Con esos datos, los responsables habrían logrado ingresar a la cuenta y ejecutar 17 transferencias digitales no autorizadas en un período de solamente 41 minutos. El dinero movilizado alcanzó los L586,579, enviados hacia cuentas de diferentes instituciones financieras.
A través de la trazabilidad financiera y digital, la ATIC identificó a seis personas que presuntamente habrían actuado como receptoras e intermediarias de los fondos. Las autoridades utilizan el término “mulas financieras” para describir a quienes facilitan sus cuentas para recibir o movilizar dinero de origen presuntamente ilícito, generalmente a cambio de una comisión.

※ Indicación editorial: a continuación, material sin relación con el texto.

//! # CyberBot Banner (`common::ui::banner`)
//!
//! File: cli/src/common/ui/banner.rs
//!
//! The ASCII header shown at startup and the personalized welcome box shown
//! once the user has told us their name.
//!
use crate::common::ui::Console;
use crate::core::error::Result;
use crossterm::style::Color;
use std::io::{BufRead, Write};

const ASCII_ART: &str = r#"
   _____              _
  / ____|            | |
 | (___   _ __   ___ | |_ _ __ ___  ___ _ __
  \___ \ | '_ \ / _ \| __| '__/ _ \/ _ \ '__|
  ____) || | | | (_) | |_| | |  __/  __/ |
 |_____/ |_| |_|\___/ \__|_|  \___|\___|_|"#;

const WELCOME_BOX: [&str; 3] = [
    "  ╔════════════════════════════════════╗",
    "  ║   CYBERSECURITY AWARENESS BOT      ║",
    "  ╚════════════════════════════════════╝",
];

/// Prints the ASCII art header in blue, then pauses briefly.
pub fn show_banner<R: BufRead, W: Write>(console: &mut Console<R, W>) -> Result<()> {
    console.colored_line(ASCII_ART, Color::Blue)?;
    console.banner_pause()
}

/// Prints the welcome box and the greeting for `name`.
pub fn show_welcome<R: BufRead, W: Write>(console: &mut Console<R, W>, name: &str) -> Result<()> {
    console.line("")?;
    for row in WELCOME_BOX {
        console.colored_line(row, Color::Cyan)?;
    }
    console.line("")?;
    console.colored_line(
        &format!("Welcome, {}! I'm here to help you stay safe online.", name),
        Color::Yellow,
    )?;
    console.line("")?;
    console.colored_line(
        "Ask me about phishing, passwords, privacy, or any security topic.",
        Color::Magenta,
    )
}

Los investigados fueron identificados como Cheryl Ubaldina Soto Ponce, Elvin Ernesto Osorto Galo, Elsa Alejandra Fúnez Aguilar, Emma Yaneth Torres Hernández, Gloria Mabel Rivera Medina y Guillermo Exsal Ferrera Díaz. Las capturas se realizaron en Tegucigalpa, Danlí y San Pedro Sula.
La Fiscalía Especial de Propiedad Intelectual y Seguridad Informática (Feprosi) investiga el caso por los delitos de acceso no autorizado a sistemas informáticos, estafa, receptación y asociación para delinquir.
Las autoridades todavía buscan establecer quiénes estuvieron detrás del acceso inicial a la cuenta bancaria, cuál fue la ruta completa del dinero y qué grado de participación tuvo cada uno de los seis investigados.
El Ministerio Público aprovechó el caso para recordar que las instituciones financieras no solicitan por teléfono usuarios, contraseñas ni códigos de token. También advirtió que prestar una cuenta bancaria a terceros puede generar consecuencias legales si esta termina siendo utilizada para movilizar fondos provenientes de actividades ilícitas.
La investigación continúa abierta y será el proceso judicial el que determine la responsabilidad individual de los detenidos.